The only factor that could undermine the resilience of the government, he said, was direct foreign intervention. But he said that was a unlikely due to foreign powers' conflicting views of an opposition movement increasingly overtaken by radical Islamist militants.
"They have used every material, emotional and psychological means available to them. The only option they have is direct foreign intervention," he said.
"But there is hesitation and rejection (of intervention) from most countries so if we can overcome this stage with resoluteness and awareness, we have nothing more to fear."
Syria's two-year uprising against Assad, whose family has ruled Syria for more than four decades, began as peaceful protests but became militarised after an army crackdown.
The rebels remain strong in the north of Syria, but Assad has been slowly reinforcing his forces there in the hope of retaking territory. Fierce fighting is raging around several cities in central Syria and near the capital.
Assad's counter-offensive led the United States to announce last month military support for the opposition, a move it said would restore the balance of power ahead of any peace talks.
The United States and Russia, Assad's main weapons supplier, have proposed a "Geneva 2" peace conference but their deadlock over Syria has meant little progress on the diplomatic front.

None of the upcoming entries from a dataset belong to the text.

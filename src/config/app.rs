//! Main application configuration
//!
//! This module defines the primary configuration structures for the league manager,
//! including TOML file loading, environment variable loading and validation.

use crate::config::rating::RatingConfig;
use anyhow::{anyhow, Context, Result};
use serde::{Deserialize, Serialize};
use std::env;
use std::path::{Path, PathBuf};

/// Main application configuration
#[derive(Debug, Clone, Default, Serialize, Deserialize)]
#[serde(default)]
pub struct AppConfig {
    pub service: ServiceSettings,
    pub storage: StorageSettings,
    pub rating: RatingConfig,
    pub simulation: SimulationSettings,
}

/// Service-level settings
#[derive(Debug, Clone, Serialize, Deserialize)]
#[serde(default)]
pub struct ServiceSettings {
    /// Service name shown in the startup log
    pub name: String,
    /// Log level (trace, debug, info, warn, error)
    pub log_level: String,
}

/// Where league data lives
#[derive(Debug, Clone, Serialize, Deserialize)]
#[serde(default)]
pub struct StorageSettings {
    /// JSON snapshot file holding the teams, players and matches tables
    pub database_path: PathBuf,
    /// Keep everything in memory and never touch disk
    pub in_memory: bool,
}

/// Match simulation settings
#[derive(Debug, Clone, Default, Serialize, Deserialize)]
#[serde(default)]
pub struct SimulationSettings {
    /// Fixed seed for reproducible simulations; entropy when unset
    pub seed: Option<u64>,
}

impl Default for ServiceSettings {
    fn default() -> Self {
        Self {
            name: "esports-league".to_string(),
            log_level: "warn".to_string(),
        }
    }
}

impl Default for StorageSettings {
    fn default() -> Self {
        Self {
            database_path: PathBuf::from("esports.json"),
            in_memory: false,
        }
    }
}

impl AppConfig {
    /// Load configuration from a TOML file; missing keys fall back to defaults
    pub fn from_file(path: &Path) -> Result<Self> {
        let contents = std::fs::read_to_string(path)
            .with_context(|| format!("Failed to read config file {}", path.display()))?;
        let config: AppConfig = toml::from_str(&contents)
            .with_context(|| format!("Failed to parse config file {}", path.display()))?;

        validate_config(&config)?;
        Ok(config)
    }

    /// Load configuration from environment variables with fallback to defaults
    pub fn from_env() -> Result<Self> {
        let mut config = Self::default();

        if let Ok(name) = env::var("SERVICE_NAME") {
            config.service.name = name;
        }
        if let Ok(log_level) = env::var("LOG_LEVEL") {
            config.service.log_level = log_level;
        }

        if let Ok(path) = env::var("DATABASE_PATH") {
            config.storage.database_path = PathBuf::from(path);
        }
        if let Ok(in_memory) = env::var("DATABASE_IN_MEMORY") {
            config.storage.in_memory = in_memory
                .parse()
                .map_err(|_| anyhow!("Invalid DATABASE_IN_MEMORY value: {}", in_memory))?;
        }

        if let Ok(k_factor) = env::var("RATING_K_FACTOR") {
            config.rating.k_factor = k_factor
                .parse()
                .map_err(|_| anyhow!("Invalid RATING_K_FACTOR value: {}", k_factor))?;
        }
        if let Ok(initial) = env::var("RATING_INITIAL") {
            config.rating.initial_rating = initial
                .parse()
                .map_err(|_| anyhow!("Invalid RATING_INITIAL value: {}", initial))?;
        }

        if let Ok(seed) = env::var("SIMULATION_SEED") {
            config.simulation.seed = Some(
                seed.parse()
                    .map_err(|_| anyhow!("Invalid SIMULATION_SEED value: {}", seed))?,
            );
        }

        validate_config(&config)?;
        Ok(config)
    }
}

/// Validate configuration values
pub fn validate_config(config: &AppConfig) -> Result<()> {
    match config.service.log_level.to_lowercase().as_str() {
        "trace" | "debug" | "info" | "warn" | "error" => {}
        _ => return Err(anyhow!("Invalid log level: {}", config.service.log_level)),
    }

    if !config.storage.in_memory && config.storage.database_path.as_os_str().is_empty() {
        return Err(anyhow!("Database path cannot be empty"));
    }

    if !config.rating.k_factor.is_finite() || config.rating.k_factor <= 0.0 {
        return Err(anyhow!("K-factor must be a positive number"));
    }
    if config.rating.initial_rating <= 0 {
        return Err(anyhow!("Initial rating must be positive"));
    }

    Ok(())
}
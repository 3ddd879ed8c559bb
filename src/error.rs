//! Error types for the league manager
//!
//! This module defines all error types using anyhow for consistent error handling
//! throughout the application. Operations return `LeagueError` values converted into
//! `anyhow::Error`, so callers can recover the category with `downcast_ref`.

use crate::types::{MatchId, PlayerId, TeamId};

/// Result type alias for convenience
pub type Result<T> = anyhow::Result<T>;

/// Custom error types for specific league scenarios
#[derive(Debug, thiserror::Error)]
pub enum LeagueError {
    #[error("Validation failed: {reason}")]
    Validation { reason: String },

    #[error("No team found with ID {team_id}")]
    TeamNotFound { team_id: TeamId },

    #[error("No player found with ID {player_id}")]
    PlayerNotFound { player_id: PlayerId },

    #[error("No match found with ID {match_id}")]
    MatchNotFound { match_id: MatchId },

    #[error("Persistence error: {message}")]
    Persistence { message: String },

    #[error("Configuration error: {message}")]
    Configuration { message: String },
}

impl LeagueError {
    pub fn validation(reason: impl Into<String>) -> Self {
        Self::Validation {
            reason: reason.into(),
        }
    }

    pub fn persistence(message: impl Into<String>) -> Self {
        Self::Persistence {
            message: message.into(),
        }
    }

    /// True for errors caused by bad input rather than by the store
    pub fn is_user_error(&self) -> bool {
        !matches!(self, Self::Persistence { .. } | Self::Configuration { .. })
    }
}

/// Find the `LeagueError` behind an `anyhow::Error`, if there is one
pub fn classify(error: &anyhow::Error) -> Option<&LeagueError> {
    error.downcast_ref::<LeagueError>()
}

#[cfg(test)]
mod tests {
    use super::*;

    #[test]
    fn test_error_messages() {
        let err = LeagueError::TeamNotFound { team_id: 7 };
        assert_eq!(err.to_string(), "No team found with ID 7");

        let err = LeagueError::validation("A team cannot play against itself");
        assert_eq!(
            err.to_string(),
            "Validation failed: A team cannot play against itself"
        );
    }

    #[test]
    fn test_classify_through_anyhow() {
        let err: anyhow::Error = LeagueError::MatchNotFound { match_id: 3 }.into();
        assert!(matches!(
            classify(&err),
            Some(LeagueError::MatchNotFound { match_id: 3 })
        ));

        let other = anyhow::anyhow!("something else");
        assert!(classify(&other).is_none());
    }

    #[test]
    fn test_user_error_split() {
        assert!(LeagueError::validation("bad").is_user_error());
        assert!(LeagueError::PlayerNotFound { player_id: 1 }.is_user_error());
        assert!(!LeagueError::persistence("disk full").is_user_error());
    }
}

Despite what the president acknowledged was widespread suffering in his country, he said his government and its supporters had proved they could weather the storm.
Assad said the country's ability to avoid "failed state" status was due in large part to Syrian businessmen and workers who continued to do their jobs despite the chaos.
"The Syrian people remain unbroken in every sense of the word. There is an explosion, and within minutes of the clean up, life goes back to normal," Assad said. "They go to work even as they expect terrorist rockets and terrorist explosions and suicide bombings to happen at any moment."